Bennett Metcalfe (October 31, 1919 – October 14, 2003) was a Canadian journalist and first chairman of Greenpeace, which was founded in 1971.

Ben Metcalfe was born in Winnipeg. Later he moved to the United Kingdom and at the age of 16 joined the Royal Air Force. He was posted in India and North Africa. After World War II he worked as journalist in France. He moved back to Canada in 1951, living in Winnipeg, West Vancouver, and Shawnigan Lake. He worked as a journalist, editor, and freelance correspondent for Winnipeg Free Press, the Province in Vancouver and other publications. He also started a public relations company with his second wife Dorothy.

In 1971 he joined the crew member of the Greenpeace boat sailing to protest against U.S. army nuclear bomb test near Amchitka island. When the Greenpeace Foundation was established, Metcalfe became its first chairman. He recognized the importance of a media campaign as a tool to gain support  for environmental issues. He left his post when Greenpeace changed focus from nuclear weapons to fighting against whaling and seal hunting.

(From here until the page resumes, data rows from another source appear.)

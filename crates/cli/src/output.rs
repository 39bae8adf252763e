//! Output formatting utilities

use chrono::{DateTime, FixedOffset};
use clap::ValueEnum;
use colored::Colorize;
use memlens_lib::analysis::{AlertLevel, TrendStatus};
use memlens_lib::live::FlagSeverity;
use serde::Serialize;
use tabled::{settings::Style, Table, Tabled};

/// Output format for CLI commands
#[derive(Debug, Clone, Copy, Default, PartialEq, Eq, ValueEnum)]
pub enum OutputFormat {
    /// Table format (default)
    #[default]
    Table,
    /// JSON format
    Json,
}

/// Print rows as a rounded table
pub fn print_table<T: Tabled>(rows: Vec<T>) {
    let table = Table::new(rows).with(Style::rounded()).to_string();
    println!("{}", table);
}

/// Print a value as pretty JSON
pub fn print_json<T: Serialize>(value: &T) -> anyhow::Result<()> {
    println!("{}", serde_json::to_string_pretty(value)?);
    Ok(())
}

/// Print a section heading
pub fn print_heading(title: &str, width: usize) {
    println!("{}", title.bold());
    println!("{}", "=".repeat(width));
}

/// Print a success message
pub fn print_success(message: &str) {
    println!("{} {}", "✓".green().bold(), message);
}

/// Print an error message
pub fn print_error(message: &str) {
    eprintln!("{} {}", "✗".red().bold(), message);
}

/// Print a warning message
pub fn print_warning(message: &str) {
    println!("{} {}", "⚠".yellow().bold(), message);
}

/// Print an info message
pub fn print_info(message: &str) {
    println!("{} {}", "ℹ".blue().bold(), message);
}

/// Format bytes as human-readable string
pub fn format_bytes(bytes: u64) -> String {
    const KB: u64 = 1024;
    const MB: u64 = KB * 1024;
    const GB: u64 = MB * 1024;

    if bytes >= GB {
        format!("{:.2}Gi", bytes as f64 / GB as f64)
    } else if bytes >= MB {
        format!("{:.2}Mi", bytes as f64 / MB as f64)
    } else if bytes >= KB {
        format!("{:.2}Ki", bytes as f64 / KB as f64)
    } else {
        format!("{}B", bytes)
    }
}

/// Format a megabyte amount
pub fn format_mb(mb: f64) -> String {
    format!("{:.2} MB", mb)
}

/// Format a signed megabyte delta
pub fn format_mb_delta(mb: f64) -> String {
    format!("{:+.2} MB", mb)
}

/// Format a signed percentage
pub fn format_percent(percent: f64) -> String {
    format!("{:+.2}%", percent)
}

/// Format a signed counter delta
pub fn format_delta(delta: i64) -> String {
    format!("{:+}", delta)
}

/// Format timestamp for display, keeping its own offset
pub fn format_timestamp(ts: &DateTime<FixedOffset>) -> String {
    ts.format("%Y-%m-%d %H:%M:%S %:z").to_string()
}

/// Color a trend status
pub fn color_status(status: TrendStatus) -> String {
    let label = status.to_string().to_uppercase();
    match status {
        TrendStatus::Normal => label.green().to_string(),
        TrendStatus::Suspicious => label.yellow().to_string(),
        TrendStatus::Anomalous => label.red().bold().to_string(),
    }
}

/// Color a growth delta: growth red, shrinkage green
pub fn color_growth(text: String, value: f64) -> String {
    if value > 0.0 {
        text.red().to_string()
    } else if value < 0.0 {
        text.green().to_string()
    } else {
        text
    }
}

/// Color text by module flag severity
pub fn color_severity(text: &str, severity: FlagSeverity) -> String {
    match severity {
        FlagSeverity::Warning => text.yellow().to_string(),
        FlagSeverity::Issue => text.red().to_string(),
    }
}

/// Color text by goroutine alert level
pub fn color_alert(text: &str, level: AlertLevel) -> String {
    match level {
        AlertLevel::Warning => text.yellow().to_string(),
        AlertLevel::Critical => text.red().bold().to_string(),
    }
}
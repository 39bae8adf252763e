//! memlens CLI
//!
//! Analyses process memory telemetry: growth trends from structured log
//! files and per-module rankings from a live introspection endpoint.

mod client;
mod commands;
mod config;
mod export;
mod output;

use anyhow::Result;
use clap::{Parser, Subcommand};
use commands::{live, logs};
use memlens_lib::AnalysisError;
use std::path::PathBuf;
use std::process::ExitCode;
use tracing::debug;
use tracing_subscriber::{fmt, prelude::*, EnvFilter};

/// Exit status when the source holds nothing to analyse
const EXIT_NO_DATA: u8 = 2;

/// memlens CLI
#[derive(Parser)]
#[command(name = "memlens")]
#[command(
    author,
    version,
    about = "Memory telemetry analyzer for long-running processes",
    long_about = None
)]
pub struct Cli {
    /// Output format
    #[arg(long, short, global = true, default_value = "table")]
    pub format: output::OutputFormat,

    /// Configuration file (defaults to ~/.config/memlens/config.json)
    #[arg(long, short, global = true, env = "MEMLENS_CONFIG")]
    pub config: Option<PathBuf>,

    /// Enable verbose output
    #[arg(long, short, global = true)]
    pub verbose: bool,

    #[command(subcommand)]
    pub command: Commands,
}

#[derive(Subcommand)]
pub enum Commands {
    /// Analyze memory samples recorded in a log file
    Logs {
        /// Log file to scan
        #[arg(long, short)]
        log: PathBuf,

        /// Write extracted samples to a file (CSV for .csv, JSON otherwise)
        #[arg(long, short)]
        export: Option<PathBuf>,

        /// Skip the hourly window table
        #[arg(long)]
        no_windows: bool,
    },

    /// Rank modules from a live memory snapshot
    Live {
        /// Base URL of the introspection endpoint
        #[arg(long, short, env = "MEMLENS_URL")]
        url: Option<String>,

        /// Request timeout in seconds
        #[arg(long)]
        timeout_secs: Option<u64>,

        /// Number of modules to list (0 for all)
        #[arg(long, short, default_value_t = 10)]
        top: usize,
    },
}

fn init_tracing(verbose: bool) {
    let filter = if verbose {
        EnvFilter::new("warn,memlens=debug,memlens_lib=debug")
    } else {
        EnvFilter::try_from_default_env().unwrap_or_else(|_| EnvFilter::new("warn"))
    };

    let json = std::env::var("MEMLENS_LOG_JSON")
        .map(|v| v == "1" || v.eq_ignore_ascii_case("true"))
        .unwrap_or(false);

    let registry = tracing_subscriber::registry().with(filter);
    if json {
        registry
            .with(fmt::layer().json().with_writer(std::io::stderr))
            .init();
    } else {
        registry
            .with(fmt::layer().with_writer(std::io::stderr))
            .init();
    }
}

async fn run(cli: Cli) -> Result<()> {
    let mut config = config::load(cli.config.as_deref())?;
    debug!(
        marker = %config.marker,
        bucket_secs = config.bucket_secs,
        base_url = %config.live.base_url,
        "Configuration loaded"
    );

    match cli.command {
        Commands::Logs {
            log,
            export,
            no_windows,
        } => {
            logs::analyze_log(&config, &log, export.as_deref(), !no_windows, cli.format)?;
        }
        Commands::Live {
            url,
            timeout_secs,
            top,
        } => {
            if let Some(url) = url {
                config.live.base_url = url;
            }
            if let Some(secs) = timeout_secs {
                config.live.timeout_secs = secs;
            }

            let client = client::ApiClient::new(&config.live.base_url, config.live.timeout())?;
            live::show_modules(&client, &config, top, cli.format).await?;
        }
    }

    Ok(())
}

#[tokio::main]
async fn main() -> ExitCode {
    let cli = Cli::parse();
    init_tracing(cli.verbose);

    match run(cli).await {
        Ok(()) => ExitCode::SUCCESS,
        Err(err) => {
            let no_data = err
                .chain()
                .filter_map(|cause| cause.downcast_ref::<AnalysisError>())
                .any(AnalysisError::is_no_data);

            if no_data {
                output::print_warning(&err.to_string());
                ExitCode::from(EXIT_NO_DATA)
            } else {
                output::print_error(&format!("{:#}", err));
                ExitCode::FAILURE
            }
        }
    }
}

He is the author of a biography of Roderick Langmere Haig-Brown:

Metcalfe, E. Bennett (1985). A man of some importance : the life of Roderick Langmere Haig-Brown Published by James W. Wood, Vancouver. , .

Metcalfe died of a heart attack at age 83. He had three daughters Michelle, Charlotte, and Sophie; and sons Christopher (1958-1980), and Michael (1956-2002)

References

External links
 Article in Globe and Mail
 Obituary
 Metcalfe reporting aboard Greenpeace vessel (CBC archive)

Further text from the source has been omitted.